#### Work task
In the entries that follow, find the line containing "pub fn clear(&mut"; from there, copy every line exactly through the line containing "# Parabolic Support".

#### Materials provided
########################################
//! Newton-Raphson solvers for Kepler's equation.
//!
//! Both solvers are best-effort: they never fail. When the iteration cap is
//! hit, the current estimate is returned in a [`Solved`] with `converged`
//! set to `false`, so a simulation step can carry on with a slightly-off
//! anomaly and audit the outcome later.

use core::f64::consts::{PI, TAU};

#[cfg(feature = "serde")]
use serde::{Deserialize, Serialize};

use crate::anomaly::{
    mean_anomaly_at_elliptic_eccentric_anomaly, mean_anomaly_at_hyperbolic_eccentric_anomaly,
};

/// The maximum number of Newton steps taken by either solver.
pub const MAX_ITERATIONS: u32 = 15;

/// Multiplier on [`f64::EPSILON`] giving the residual tolerance.
const TOLERANCE_MULT: f64 = 1e4;

/// Below this eccentricity, the elliptic solver seeds with the mean anomaly.
/// At or above it, the seed is π.
const HIGH_ECCENTRICITY: f64 = 0.8;

/// The result of a bounded iterative solve.
///
/// `value` is always the solver's best estimate, converged or not.
#[derive(Clone, Copy, Debug, PartialEq)]
#[cfg_attr(feature = "serde", derive(Serialize, Deserialize))]
pub struct Solved {
    /// The best estimate.
    pub value: f64,
    /// Whether the residual tolerance was met within [`MAX_ITERATIONS`].
    pub converged: bool,
}

impl Solved {
    /// Discards the convergence information.
    #[inline]
    pub fn into_value(self) -> f64 {
        self.value
    }
}

/// An audit record of which solver variants failed to converge.
///
/// Nothing in this crate holds one of these globally. Callers running a batch
/// of solves can [`record`][Self::record] each outcome and inspect the
/// accumulated bits afterwards. Bits stay set until [`clear`][Self::clear].
///
/// # Example
/// ```
/// use conic_sim::solvers::{eccentric_anomaly_at_mean_anomaly, NonConvergence};
///
/// let mut audit = NonConvergence::default();
///
/// for i in 0..16 {
///     let mean_anomaly = i as f64 * 0.4;
///     audit.record(0.3, eccentric_anomaly_at_mean_anomaly(0.3, mean_anomaly));
/// }
///
/// assert!(audit.is_clear());
/// ```
#[derive(Clone, Copy, Debug, Default, PartialEq, Eq, Hash)]
#[cfg_attr(feature = "serde", derive(Serialize, Deserialize))]
pub struct NonConvergence(u8);

impl NonConvergence {
    /// Set when the elliptic solver ran out of iterations.
    pub const ELLIPTIC: u8 = 0b01;
    /// Set when the hyperbolic solver ran out of iterations.
    pub const HYPERBOLIC: u8 = 0b10;

    /// Records the outcome of a solve made at the given eccentricity.
    pub fn record(&mut self, eccentricity: f64, solved: Solved) {
        if !solved.converged {
            self.0 |= if eccentricity < 1.0 {
                Self::ELLIPTIC
            } else {
                Self::HYPERBOLIC
            };
        }
    }

    /// The raw flag bits.
    #[inline]
    pub fn bits(self) -> u8 {
        self.0
    }

    /// Whether no failure was recorded since the last clear.
    #[inline]
    pub fn is_clear(self) -> bool {
        self.0 == 0
    }

    /// Whether the given flag bit(s) are set.
    #[inline]
    pub fn contains(self, bits: u8) -> bool {
        self.0 & bits == bits
    }

    /// Resets all bits.
    #[inline]
    pub fn clear(&mut self) {
        self.0 = 0;
    }
}

/// Gets the eccentric anomaly (elliptic) or hyperbolic anomaly (hyperbolic)
/// at a given mean anomaly.
///
/// Dispatches on `eccentricity < 1`.
///
/// # Performance
/// This uses Newton's method and therefore is not very performant.
/// Cache the value if you can.
///
/// # Parabolic Support
/// None. Eccentricities of exactly 1 take the hyperbolic path and produce
/// non-finite values.
#[inline]
pub fn eccentric_anomaly_at_mean_anomaly(eccentricity: f64, mean_anomaly: f64) -> Solved {
    if eccentricity < 1.0 {
        elliptic_eccentric_anomaly(eccentricity, mean_anomaly)
    } else {
        hyperbolic_eccentric_anomaly(eccentricity, mean_anomaly)
    }
}

/// Solves `M = E - e sin(E)` for `E`.
///
/// The mean anomaly is first reduced into `[0, 2π)`; the whole turns taken
/// out are added back onto the result, so the returned `E` satisfies the
/// equation for the `M` that was passed in.
///
/// # Unchecked Operation
/// This function does not check that the orbit is elliptic.
///
/// # Source
/// Newton's method, seeded with `E_0 = M` below `e = 0.8` and `E_0 = π`
/// otherwise, as in Montenbruck & Pfleger,
/// "Astronomy on the Personal Computer", 4th ed.
///
/// Near-parabolic orbits close to periapsis (e.g. `e >= 0.9999` with
/// `|M| <= 1e-6`) do not settle within [`MAX_ITERATIONS`] from that seed,
/// and come back with `converged` set to `false`.
pub fn elliptic_eccentric_anomaly(eccentricity: f64, mean_anomaly: f64) -> Solved {
    let reduced = mean_anomaly.rem_euclid(TAU);
    let turns = mean_anomaly - reduced;

    let mut ecc_anom = if eccentricity < HIGH_ECCENTRICITY {
        reduced
    } else {
        PI
    };

    let tolerance = f64::EPSILON * TOLERANCE_MULT;
    let mut converged = false;

    for _ in 0..MAX_ITERATIONS {
        let f = keplers_equation(reduced, ecc_anom, eccentricity);
        ecc_anom -= f / keplers_equation_derivative(ecc_anom, eccentricity);

        if f.abs() <= tolerance {
            converged = true;
            break;
        }
    }

    if !converged {
        log::debug!(
            "elliptic Kepler solver gave up after {MAX_ITERATIONS} iterations \
            (e={eccentricity}, M={mean_anomaly}, E={ecc_anom})"
        );
    }

    Solved {
        value: ecc_anom + turns,
        converged,
    }
}

/// Solves `M = e sinh(H) - H` for `H`.
///
/// The tolerance grows with `1 + |H + M|` so it stays meaningful far out on
/// the asymptotes, where both terms are huge.
///
/// Barely-hyperbolic orbits near periapsis (e.g. `e = 1.0000001` with
/// `M` close to 0) do not settle within [`MAX_ITERATIONS`] and come back
/// with `converged` set to `false`.
///
/// # Unchecked Operation
/// This function does not check that the orbit is hyperbolic.
pub fn hyperbolic_eccentric_anomaly(eccentricity: f64, mean_anomaly: f64) -> Solved {
    let mut hyp_anom = approx_hyperbolic_eccentric_anomaly(eccentricity, mean_anomaly);
    let mut converged = false;

    for _ in 0..MAX_ITERATIONS {
        let f = hyperbolic_keplers_equation(mean_anomaly, hyp_anom, eccentricity);
        hyp_anom -= f / hyperbolic_keplers_equation_derivative(hyp_anom, eccentricity);

        let tolerance = f64::EPSILON * TOLERANCE_MULT * (1.0 + (hyp_anom + mean_anomaly).abs());

        if f.abs() <= tolerance {
            converged = true;
            break;
        }
    }

    if !converged {
        log::debug!(
            "hyperbolic Kepler solver gave up after {MAX_ITERATIONS} iterations \
            (e={eccentricity}, M={mean_anomaly}, H={hyp_anom})"
        );
    }

    Solved {
        value: hyp_anom,
        converged,
    }
}

/// Asymptotic initial guess for the hyperbolic anomaly:
/// `H_0 = sign(M) ln(2 + |M| / e + 1.8)`.
#[inline]
pub(crate) fn approx_hyperbolic_eccentric_anomaly(eccentricity: f64, mean_anomaly: f64) -> f64 {
    mean_anomaly.signum() * (2.0 + mean_anomaly.abs() / eccentricity + 1.8).ln()
}

#[inline]
pub(crate) fn keplers_equation(mean_anomaly: f64, eccentric_anomaly: f64, eccentricity: f64) -> f64 {
    mean_anomaly_at_elliptic_eccentric_anomaly(eccentric_anomaly, eccentricity) - mean_anomaly
}

#[inline]
fn keplers_equation_derivative(eccentric_anomaly: f64, eccentricity: f64) -> f64 {
    1.0 - eccentricity * eccentric_anomaly.cos()
}

#[inline]
pub(crate) fn hyperbolic_keplers_equation(
    mean_anomaly: f64,
    hyperbolic_anomaly: f64,
    eccentricity: f64,
) -> f64 {
    mean_anomaly_at_hyperbolic_eccentric_anomaly(hyperbolic_anomaly, eccentricity) - mean_anomaly
}

#[inline]
fn hyperbolic_keplers_equation_derivative(hyperbolic_anomaly: f64, eccentricity: f64) -> f64 {
    eccentricity * hyperbolic_anomaly.cosh() - 1.0
}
########################################
#### Response for this exercise
    pub fn clear(&mut self) {
        self.0 = 0;
    }
}

/// Gets the eccentric anomaly (elliptic) or hyperbolic anomaly (hyperbolic)
/// at a given mean anomaly.
///
/// Dispatches on `eccentricity < 1`.
///
/// # Performance
/// This uses Newton's method and therefore is not very performant.
/// Cache the value if you can.
///
/// # Parabolic Support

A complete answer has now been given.